• **Data for review**:
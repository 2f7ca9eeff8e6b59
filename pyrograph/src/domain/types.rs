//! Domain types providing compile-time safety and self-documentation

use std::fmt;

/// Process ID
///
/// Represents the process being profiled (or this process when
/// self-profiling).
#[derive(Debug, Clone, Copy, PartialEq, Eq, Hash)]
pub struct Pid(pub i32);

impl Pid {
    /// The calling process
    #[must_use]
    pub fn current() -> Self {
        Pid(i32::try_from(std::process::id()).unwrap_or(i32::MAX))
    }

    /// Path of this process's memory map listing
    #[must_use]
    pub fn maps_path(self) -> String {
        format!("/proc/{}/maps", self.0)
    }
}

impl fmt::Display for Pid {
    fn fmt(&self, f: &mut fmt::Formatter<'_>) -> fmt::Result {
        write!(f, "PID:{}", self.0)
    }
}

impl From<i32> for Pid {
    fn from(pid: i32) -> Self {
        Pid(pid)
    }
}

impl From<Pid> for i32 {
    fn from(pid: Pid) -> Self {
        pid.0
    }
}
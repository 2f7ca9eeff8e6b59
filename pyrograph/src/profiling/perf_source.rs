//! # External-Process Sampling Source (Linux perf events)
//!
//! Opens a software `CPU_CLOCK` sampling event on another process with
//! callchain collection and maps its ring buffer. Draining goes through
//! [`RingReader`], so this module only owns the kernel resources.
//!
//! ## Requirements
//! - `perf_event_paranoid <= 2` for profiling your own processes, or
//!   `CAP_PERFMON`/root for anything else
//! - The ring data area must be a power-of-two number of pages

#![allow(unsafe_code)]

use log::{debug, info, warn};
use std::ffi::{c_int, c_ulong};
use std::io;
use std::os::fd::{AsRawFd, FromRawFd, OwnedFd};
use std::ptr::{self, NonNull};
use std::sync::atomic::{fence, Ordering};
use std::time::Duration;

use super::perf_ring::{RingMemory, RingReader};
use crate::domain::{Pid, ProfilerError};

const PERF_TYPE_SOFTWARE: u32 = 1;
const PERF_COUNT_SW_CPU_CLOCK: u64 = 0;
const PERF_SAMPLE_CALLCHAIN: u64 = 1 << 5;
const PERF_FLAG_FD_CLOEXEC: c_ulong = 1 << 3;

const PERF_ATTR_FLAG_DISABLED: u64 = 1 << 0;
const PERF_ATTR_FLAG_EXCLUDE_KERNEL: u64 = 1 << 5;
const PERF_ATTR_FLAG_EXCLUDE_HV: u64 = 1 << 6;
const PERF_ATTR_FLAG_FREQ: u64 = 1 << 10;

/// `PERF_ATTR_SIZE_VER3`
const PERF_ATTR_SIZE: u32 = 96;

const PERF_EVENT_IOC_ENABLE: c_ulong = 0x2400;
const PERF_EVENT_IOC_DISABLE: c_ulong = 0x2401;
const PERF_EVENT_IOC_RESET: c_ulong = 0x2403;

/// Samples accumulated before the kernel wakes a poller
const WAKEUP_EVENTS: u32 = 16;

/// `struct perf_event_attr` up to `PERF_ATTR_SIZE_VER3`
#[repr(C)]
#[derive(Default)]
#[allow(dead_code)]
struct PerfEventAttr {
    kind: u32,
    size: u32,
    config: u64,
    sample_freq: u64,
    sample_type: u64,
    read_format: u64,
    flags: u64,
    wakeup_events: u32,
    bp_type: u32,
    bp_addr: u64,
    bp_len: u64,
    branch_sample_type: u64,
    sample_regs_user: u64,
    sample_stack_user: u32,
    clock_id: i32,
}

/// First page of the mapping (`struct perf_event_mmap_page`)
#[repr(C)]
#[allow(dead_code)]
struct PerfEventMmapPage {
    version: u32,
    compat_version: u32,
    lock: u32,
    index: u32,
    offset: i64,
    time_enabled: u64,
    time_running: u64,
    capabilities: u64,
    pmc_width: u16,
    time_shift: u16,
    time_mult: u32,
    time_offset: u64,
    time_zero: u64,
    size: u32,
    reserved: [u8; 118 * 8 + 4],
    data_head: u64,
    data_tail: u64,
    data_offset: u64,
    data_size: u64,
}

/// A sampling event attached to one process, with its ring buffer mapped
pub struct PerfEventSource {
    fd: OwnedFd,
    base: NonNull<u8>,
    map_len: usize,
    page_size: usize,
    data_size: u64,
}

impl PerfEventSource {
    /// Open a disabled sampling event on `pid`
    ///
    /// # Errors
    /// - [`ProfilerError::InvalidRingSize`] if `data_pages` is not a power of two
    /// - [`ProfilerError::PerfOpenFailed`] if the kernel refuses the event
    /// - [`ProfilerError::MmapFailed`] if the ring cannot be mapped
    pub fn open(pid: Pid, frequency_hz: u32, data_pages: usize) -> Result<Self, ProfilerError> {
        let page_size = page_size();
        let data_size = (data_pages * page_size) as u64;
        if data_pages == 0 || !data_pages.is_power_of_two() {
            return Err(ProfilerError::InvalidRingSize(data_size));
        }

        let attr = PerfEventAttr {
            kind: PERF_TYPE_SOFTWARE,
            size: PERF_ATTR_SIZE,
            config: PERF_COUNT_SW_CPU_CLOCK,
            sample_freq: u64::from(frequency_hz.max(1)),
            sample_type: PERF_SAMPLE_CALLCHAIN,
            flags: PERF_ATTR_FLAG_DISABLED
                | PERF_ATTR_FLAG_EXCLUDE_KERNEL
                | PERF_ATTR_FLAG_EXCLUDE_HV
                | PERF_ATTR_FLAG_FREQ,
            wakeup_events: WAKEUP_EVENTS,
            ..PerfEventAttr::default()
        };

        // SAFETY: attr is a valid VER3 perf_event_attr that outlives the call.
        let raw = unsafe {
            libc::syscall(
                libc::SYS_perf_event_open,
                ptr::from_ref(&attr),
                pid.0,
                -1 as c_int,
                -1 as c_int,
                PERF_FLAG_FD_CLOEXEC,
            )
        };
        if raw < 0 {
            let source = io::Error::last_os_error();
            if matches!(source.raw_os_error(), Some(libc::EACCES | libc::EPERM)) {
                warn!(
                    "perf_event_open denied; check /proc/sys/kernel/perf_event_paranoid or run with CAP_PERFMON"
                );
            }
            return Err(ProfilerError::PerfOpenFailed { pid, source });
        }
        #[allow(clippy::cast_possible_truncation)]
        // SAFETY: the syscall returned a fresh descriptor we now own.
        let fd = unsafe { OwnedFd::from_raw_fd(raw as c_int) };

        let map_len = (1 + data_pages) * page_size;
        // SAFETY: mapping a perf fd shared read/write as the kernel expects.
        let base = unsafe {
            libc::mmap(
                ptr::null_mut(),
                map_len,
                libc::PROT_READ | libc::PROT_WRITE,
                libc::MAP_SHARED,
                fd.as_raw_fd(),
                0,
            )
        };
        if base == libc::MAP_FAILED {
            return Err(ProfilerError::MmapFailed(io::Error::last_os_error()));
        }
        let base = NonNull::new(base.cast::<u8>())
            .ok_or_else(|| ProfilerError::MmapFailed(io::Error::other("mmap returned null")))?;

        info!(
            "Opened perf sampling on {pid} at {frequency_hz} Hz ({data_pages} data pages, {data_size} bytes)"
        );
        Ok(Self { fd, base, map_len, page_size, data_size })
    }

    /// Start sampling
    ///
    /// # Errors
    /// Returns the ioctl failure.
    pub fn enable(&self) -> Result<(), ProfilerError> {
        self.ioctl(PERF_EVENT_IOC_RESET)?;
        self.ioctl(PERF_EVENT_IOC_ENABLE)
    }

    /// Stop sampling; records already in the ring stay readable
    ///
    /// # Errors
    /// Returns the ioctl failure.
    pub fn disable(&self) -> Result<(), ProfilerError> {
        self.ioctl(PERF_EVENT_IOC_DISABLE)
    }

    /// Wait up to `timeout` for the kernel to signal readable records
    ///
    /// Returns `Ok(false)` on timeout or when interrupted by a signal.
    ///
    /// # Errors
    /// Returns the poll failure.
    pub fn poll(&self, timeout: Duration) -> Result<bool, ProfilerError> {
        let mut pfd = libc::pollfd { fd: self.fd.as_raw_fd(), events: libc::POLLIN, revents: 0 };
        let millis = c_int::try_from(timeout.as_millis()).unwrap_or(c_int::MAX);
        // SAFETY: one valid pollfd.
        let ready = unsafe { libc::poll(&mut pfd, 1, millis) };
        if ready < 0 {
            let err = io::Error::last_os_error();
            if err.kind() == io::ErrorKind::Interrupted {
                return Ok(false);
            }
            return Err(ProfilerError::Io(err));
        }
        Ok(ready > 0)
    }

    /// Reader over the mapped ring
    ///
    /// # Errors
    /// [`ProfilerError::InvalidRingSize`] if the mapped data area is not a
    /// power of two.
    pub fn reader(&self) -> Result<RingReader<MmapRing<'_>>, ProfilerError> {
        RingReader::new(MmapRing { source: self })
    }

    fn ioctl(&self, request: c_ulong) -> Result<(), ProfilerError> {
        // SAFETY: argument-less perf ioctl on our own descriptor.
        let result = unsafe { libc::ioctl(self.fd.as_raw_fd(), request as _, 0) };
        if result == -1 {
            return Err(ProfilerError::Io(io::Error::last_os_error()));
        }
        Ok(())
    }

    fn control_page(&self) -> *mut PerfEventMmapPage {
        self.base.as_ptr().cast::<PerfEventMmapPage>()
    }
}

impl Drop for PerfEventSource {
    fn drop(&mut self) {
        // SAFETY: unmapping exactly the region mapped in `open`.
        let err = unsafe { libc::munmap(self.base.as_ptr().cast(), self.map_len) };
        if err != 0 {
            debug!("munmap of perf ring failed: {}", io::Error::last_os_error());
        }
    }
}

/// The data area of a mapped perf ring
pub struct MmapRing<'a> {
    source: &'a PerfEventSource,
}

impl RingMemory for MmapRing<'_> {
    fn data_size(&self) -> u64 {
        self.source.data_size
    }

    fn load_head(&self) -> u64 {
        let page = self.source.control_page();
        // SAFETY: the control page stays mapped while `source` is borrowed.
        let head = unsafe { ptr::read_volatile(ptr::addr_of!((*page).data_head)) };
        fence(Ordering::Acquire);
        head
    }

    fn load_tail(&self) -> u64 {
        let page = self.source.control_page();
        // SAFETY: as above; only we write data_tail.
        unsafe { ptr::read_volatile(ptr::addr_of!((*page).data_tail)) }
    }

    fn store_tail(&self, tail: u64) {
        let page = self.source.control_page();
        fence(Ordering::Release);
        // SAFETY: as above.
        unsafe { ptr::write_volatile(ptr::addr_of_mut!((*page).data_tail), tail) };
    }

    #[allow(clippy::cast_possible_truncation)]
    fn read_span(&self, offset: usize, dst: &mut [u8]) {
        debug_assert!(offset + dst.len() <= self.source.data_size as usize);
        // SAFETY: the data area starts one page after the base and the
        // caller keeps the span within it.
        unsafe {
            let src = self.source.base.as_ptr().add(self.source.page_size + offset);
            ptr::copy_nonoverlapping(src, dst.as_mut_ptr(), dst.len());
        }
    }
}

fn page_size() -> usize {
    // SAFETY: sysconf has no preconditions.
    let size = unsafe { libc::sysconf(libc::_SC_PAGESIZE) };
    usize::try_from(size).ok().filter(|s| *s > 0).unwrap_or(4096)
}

• **What is required**: Copy out each line of the material that holds the word "config".

• **Output of the task**:
    config: u64,
            config: PERF_COUNT_SW_CPU_CLOCK,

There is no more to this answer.